[Stored data entries]

//! The qtree-pooled NAS storage driver
//!
//! One driver instance owns a pool of Flexvols on the appliance (recognized
//! by a well-known name prefix) and provisions each logical volume as a
//! qtree inside one of them, with a tree quota enforcing its size. A single
//! provisioning mutex serializes Create, Destroy, and the housekeeping
//! sweeps; the guarded value is the Quota Resize Set itself.

mod export;
mod external;
mod housekeeping;
mod pool;
mod provision;
mod quota;

use std::collections::HashSet;
use std::sync::atomic::{AtomicBool, Ordering};
use std::sync::Arc;
use std::time::Duration;

use serde::Serialize;
use tokio::sync::{broadcast, Mutex};
use tracing::{debug, info};

use crate::appliance::{ApplianceClientRef, ApplianceFeature};
use crate::config::{CommonConfig, DriverConfig};
use crate::error::{Error, Result};
use crate::host::MounterRef;
use crate::naming::{self, DriverContext, EntropyRef, OsEntropy};

use housekeeping::HousekeepingTask;

/// Name this driver registers under.
pub const DRIVER_NAME: &str = "nas-qtree-pool";

/// Hard cap on qtrees per managed Flexvol.
pub(crate) const MAX_QTREES_PER_FLEXVOL: usize = 200;

pub(crate) const DEFAULT_PRUNE_FLEXVOLS_PERIOD_SECS: u64 = 600;
pub(crate) const DEFAULT_RESIZE_QUOTAS_PERIOD_SECS: u64 = 60;

// =============================================================================
// Telemetry
// =============================================================================

/// Identity the driver reports through the orchestrator's telemetry channel.
#[derive(Debug, Clone, Serialize)]
#[serde(rename_all = "camelCase")]
pub struct Telemetry {
    pub plugin: String,
    pub driver_context: String,
    pub version: String,
}

// =============================================================================
// Driver
// =============================================================================

/// NFS storage driver provisioning qtrees out of a managed Flexvol pool.
pub struct NasQtreeDriver {
    context: DriverContext,
    config: DriverConfig,
    storage_prefix: String,
    trace_methods: bool,

    api: ApplianceClientRef,
    mounter: MounterRef,
    entropy: EntropyRef,
    telemetry: Telemetry,

    flexvol_name_prefix: String,
    flexvol_export_policy: String,

    initialized: AtomicBool,
    /// Serializes provisioning and housekeeping; the guarded set holds the
    /// Flexvols with quota-entry additions not yet materialized by a resize.
    provisioning: Mutex<HashSet<String>>,
    quota_poll_interval: Duration,

    shutdown_tx: broadcast::Sender<()>,
    housekeeping: std::sync::Mutex<Vec<HousekeepingTask>>,
}

impl NasQtreeDriver {
    /// Build a driver from the orchestrator's configuration documents and
    /// the injected collaborator ports.
    pub fn new(
        context: DriverContext,
        config_json: &str,
        common_config: &CommonConfig,
        api: ApplianceClientRef,
        mounter: MounterRef,
    ) -> Result<Self> {
        let mut config = DriverConfig::from_json(config_json)?;
        config.apply_defaults();

        let storage_prefix = common_config.storage_prefix.clone().unwrap_or_default();
        let trace_methods = common_config
            .debug_trace_flags
            .get("method")
            .copied()
            .unwrap_or(false);

        let flexvol_name_prefix = naming::flexvol_name_prefix(context, &storage_prefix);
        let flexvol_export_policy = naming::flexvol_export_policy(context);

        debug!(
            flexvol_name_prefix = %flexvol_name_prefix,
            flexvol_export_policy = %flexvol_export_policy,
            "Qtree driver settings."
        );

        let telemetry = Telemetry {
            plugin: DRIVER_NAME.to_string(),
            driver_context: context.to_string(),
            version: crate::VERSION.to_string(),
        };

        let (shutdown_tx, _) = broadcast::channel(1);

        Ok(Self {
            context,
            config,
            storage_prefix,
            trace_methods,
            api,
            mounter,
            entropy: Arc::new(OsEntropy),
            telemetry,
            flexvol_name_prefix,
            flexvol_export_policy,
            initialized: AtomicBool::new(false),
            provisioning: Mutex::new(HashSet::new()),
            quota_poll_interval: Duration::from_secs(1),
            shutdown_tx,
            housekeeping: std::sync::Mutex::new(Vec::new()),
        })
    }

    /// Replace the entropy source. Production code keeps the OS default;
    /// tests inject a deterministic sequence.
    pub fn with_entropy(mut self, entropy: EntropyRef) -> Self {
        self.entropy = entropy;
        self
    }

    /// Adjust the quota enable/disable poll interval.
    pub(crate) fn with_quota_poll_interval(mut self, interval: Duration) -> Self {
        self.quota_poll_interval = interval;
        self
    }

    pub fn name(&self) -> &'static str {
        DRIVER_NAME
    }

    pub fn context(&self) -> DriverContext {
        self.context
    }

    pub fn telemetry(&self) -> &Telemetry {
        &self.telemetry
    }

    pub fn flexvol_name_prefix(&self) -> &str {
        &self.flexvol_name_prefix
    }

    pub(crate) fn storage_prefix(&self) -> &str {
        &self.storage_prefix
    }

    pub(crate) fn config(&self) -> &DriverConfig {
        &self.config
    }

    // =========================================================================
    // Lifecycle
    // =========================================================================

    /// Bring the driver into service: validate against the appliance, repair
    /// the default-quota invariant on managed Flexvols, requeue pending
    /// quota resizes, and start the housekeeping tasks.
    pub async fn initialize(self: &Arc<Self>) -> Result<()> {
        let _trace = self.trace("Initialize");

        self.validate().await?;

        self.ensure_default_quotas().await?;

        // Ensure all quotas are in force after a driver restart
        self.queue_all_flexvols_for_quota_resize().await;

        self.start_housekeeping_tasks().await;

        self.initialized.store(true, Ordering::SeqCst);
        info!(driver = DRIVER_NAME, "Driver initialized.");
        Ok(())
    }

    pub fn initialized(&self) -> bool {
        self.initialized.load(Ordering::SeqCst)
    }

    /// Take the driver out of service: stop the housekeeping tasks, then run
    /// each sweep one last time.
    pub async fn terminate(&self) {
        let _trace = self.trace("Terminate");

        self.stop_housekeeping_tasks().await;

        self.prune_unused_flexvols().await;
        self.reap_deleted_qtrees().await;
        self.resize_quotas().await;

        self.initialized.store(false, Ordering::SeqCst);
    }

    /// Validate the driver configuration and execution environment.
    async fn validate(&self) -> Result<()> {
        let _trace = self.trace("validate");

        self.config.check()?;

        // Make sure we have an export policy for all the Flexvols we create
        self.ensure_default_export_policy()
            .await
            .map_err(|err| Error::Config(format!("error configuring export policy: {}", err)))?;

        Ok(())
    }

    /// Install the default tree-quota entry on any managed Flexvol missing
    /// one, so per-qtree entries can be added with a cheap resize later.
    async fn ensure_default_quotas(&self) -> Result<()> {
        let flexvols = self.api.volume_list(&self.flexvol_name_prefix).await?;

        for flexvol in flexvols {
            let entries = self.api.quota_entry_list(&flexvol).await?;
            if entries.iter().any(|entry| entry.target.is_empty()) {
                continue;
            }
            debug!(flexvol = %flexvol, "Managed Flexvol is missing its default quota entry.");
            self.add_default_quota_for_flexvol(&flexvol).await?;
        }

        Ok(())
    }

    /// Map a tri-state encryption option to its typed form, rejecting
    /// requests the appliance cannot honor.
    pub(crate) fn validate_encryption_attribute(&self, value: &str) -> Result<Option<bool>> {
        if value.is_empty() {
            return Ok(None);
        }
        let enable: bool = value.parse().map_err(|_| Error::InvalidBoolean {
            option: "encryption".into(),
            value: value.into(),
        })?;
        if enable && !self.api.supports_feature(ApplianceFeature::VolumeEncryption) {
            return Err(Error::Config(
                "encryption is not supported by this appliance".into(),
            ));
        }
        Ok(Some(enable))
    }

    pub(crate) fn trace(&self, method: &'static str) -> MethodTrace {
        MethodTrace::enter(self.trace_methods, method)
    }
}

// =============================================================================
// Method Tracing
// =============================================================================

/// Entry/exit trace guard for contract methods, active when the config sets
/// `debugTraceFlags["method"]`. Logs the exit on drop so early returns are
/// still paired.
pub(crate) struct MethodTrace {
    enabled: bool,
    method: &'static str,
}

impl MethodTrace {
    fn enter(enabled: bool, method: &'static str) -> Self {
        if enabled {
            debug!(method, driver = DRIVER_NAME, ">>>> {}", method);
        }
        Self { enabled, method }
    }
}

impl Drop for MethodTrace {
    fn drop(&mut self) {
        if self.enabled {
            debug!(method = self.method, driver = DRIVER_NAME, "<<<< {}", self.method);
        }
    }
}

// =============================================================================
// Test Harness
// =============================================================================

— Task objective —
Of all the entries above, repeat only the lines from the line that has "async fn validate(&self)" to the line that has "if entries.iter().any(|entry| entry.target.is_empty())", both lines included, exactly.

— Exercise answer —
    async fn validate(&self) -> Result<()> {
        let _trace = self.trace("validate");

        self.config.check()?;

        // Make sure we have an export policy for all the Flexvols we create
        self.ensure_default_export_policy()
            .await
            .map_err(|err| Error::Config(format!("error configuring export policy: {}", err)))?;

        Ok(())
    }

    /// Install the default tree-quota entry on any managed Flexvol missing
    /// one, so per-qtree entries can be added with a cheap resize later.
    async fn ensure_default_quotas(&self) -> Result<()> {
        let flexvols = self.api.volume_list(&self.flexvol_name_prefix).await?;

        for flexvol in flexvols {
            let entries = self.api.quota_entry_list(&flexvol).await?;
            if entries.iter().any(|entry| entry.target.is_empty()) {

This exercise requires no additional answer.